### Work required
Give the line containing "a window boundary." again, exactly, along with all later lines of the entries, through the last one.

### Record excerpts
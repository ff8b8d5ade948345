//! Exposure and blueprint controller.
//!
//! Exposure caps are hard exclusions, not soft preferences: an item at its
//! daily or weekly cap, or inside its cooldown, gets multiplier 0 and drops
//! out of the candidate set entirely. Blueprint drift only scales utilities.
//!
//! Counters reset exactly at the day/week boundaries supplied by the caller
//! through [`ClockContext`]; this module never looks at a wall clock.

use std::collections::BTreeMap;

use crate::config::EngineConfig;
use crate::types::{BlueprintTarget, ClockContext, ExposureRecord, ItemRecord};

/// Daily serve cap per (learner, item). At the cap, the item is excluded.
pub const DAILY_CAP: u32 = 1;

/// Weekly serve cap per (learner, item).
pub const WEEKLY_CAP: u32 = 2;

/// Record one serve: `(exposure, now) -> exposure'`. Rolls the day/week
/// windows first, then counts the serve and arms the cooldown.
pub fn record_serve(
    record: &ExposureRecord,
    clock: &ClockContext,
    config: &EngineConfig,
) -> ExposureRecord {
    let mut next = record.clone();
    roll_windows(&mut next, clock);
    next.count_today += 1;
    next.count_this_week += 1;
    next.last_served_ts = Some(clock.now);
    next.cooldown_until_ts = clock.now + config.item_cooldown_secs;
    next
}

/// Exposure multiplier for a candidate item. Zero means hard exclusion.
///
/// `lo_se` is the learner's current SE on the item's LO; together with the
/// item's running mean score it identifies already-mastered material, which
/// is down-weighted everywhere except the retention lane.
pub fn multiplier(
    record: Option<&ExposureRecord>,
    item: &ItemRecord,
    lo_se: f64,
    retention_lane: bool,
    clock: &ClockContext,
    config: &EngineConfig,
) -> f64 {
    let mut m = match record {
        None => 1.0,
        Some(rec) => {
            let (today, this_week) = effective_counts(rec, clock);
            if today >= DAILY_CAP || this_week >= WEEKLY_CAP || clock.now < rec.cooldown_until_ts {
                return 0.0;
            }
            // Post-cooldown damping only applies to items that have actually
            // been served before.
            if rec.last_served_ts.is_some()
                && clock.now < rec.cooldown_until_ts + config.post_cooldown_damp_secs
            {
                config.post_cooldown_multiplier
            } else {
                1.0
            }
        }
    };

    if !retention_lane && item.mean_score > config.mastered_mean_score && lo_se < config.mastered_se
    {
        m *= config.mastered_down_weight;
    }
    m
}

/// Blueprint multiplier from target vs. delivered share.
///
/// Over-delivered systems are squeezed down to a floor of 0.2; under-delivered
/// systems are boosted up to a ceiling of 1.5, growing with the deficit.
pub fn blueprint_multiplier(target_share: f64, delivered_share: f64) -> f64 {
    let drift = delivered_share - target_share;
    if drift > 0.0 {
        (1.0 - drift * 2.0).max(0.2)
    } else {
        (1.0 - drift * 3.0).min(1.5)
    }
}

/// Whether serving one more item of `system_id` keeps delivery inside the
/// rail. `total_served` is the all-system serve count backing
/// `delivered_share`.
pub fn within_rail(
    target: &BlueprintTarget,
    total_served: u64,
    config: &EngineConfig,
) -> bool {
    let projected = projected_share(target.delivered_share, total_served);
    projected - target.target_share <= config.rail_tolerance
        || target.deficit() > config.deficit_override
}

/// Delivered share of a system after one more serve of that system.
pub fn projected_share(delivered_share: f64, total_served: u64) -> f64 {
    (delivered_share * total_served as f64 + 1.0) / (total_served as f64 + 1.0)
}

/// Recompute `delivered_share` for every target from the full serve history.
/// Idempotent: the same history always yields the same shares, with no
/// incremental drift.
pub fn recompute_delivered(targets: &mut [BlueprintTarget], served_systems: &[String]) {
    let total = served_systems.len() as f64;
    let mut counts: BTreeMap<&str, u64> = BTreeMap::new();
    for system in served_systems {
        *counts.entry(system.as_str()).or_insert(0) += 1;
    }
    for target in targets.iter_mut() {
        let count = counts.get(target.system_id.as_str()).copied().unwrap_or(0);
        target.delivered_share = if total > 0.0 { count as f64 / total } else { 0.0 };
    }
}

/// Roll counters forward when the clock has crossed a window boundary.
fn roll_windows(record: &mut ExposureRecord, clock: &ClockContext) {
    if record.day_anchor != clock.day_start {
        record.count_today = 0;
        record.day_anchor = clock.day_start;
    }
    if record.week_anchor != clock.week_start {
        record.count_this_week = 0;
        record.week_anchor = clock.week_start;
    }
}

/// Counts as they stand in the current windows, without mutating the record.
fn effective_counts(record: &ExposureRecord, clock: &ClockContext) -> (u32, u32) {
    let today = if record.day_anchor == clock.day_start {
        record.count_today
    } else {
        0
    };
    let this_week = if record.week_anchor == clock.week_start {
        record.count_this_week
    } else {
        0
    };
    (today, this_week)
}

### Solved problem
/// Roll counters forward when the clock has crossed a window boundary.
fn roll_windows(record: &mut ExposureRecord, clock: &ClockContext) {
    if record.day_anchor != clock.day_start {
        record.count_today = 0;
        record.day_anchor = clock.day_start;
    }
    if record.week_anchor != clock.week_start {
        record.count_this_week = 0;
        record.week_anchor = clock.week_start;
    }
}

/// Counts as they stand in the current windows, without mutating the record.
fn effective_counts(record: &ExposureRecord, clock: &ClockContext) -> (u32, u32) {
    let today = if record.day_anchor == clock.day_start {
        record.count_today
    } else {
        0
    };
    let this_week = if record.week_anchor == clock.week_start {
        record.count_this_week
    } else {
        0
    };
    (today, this_week)
}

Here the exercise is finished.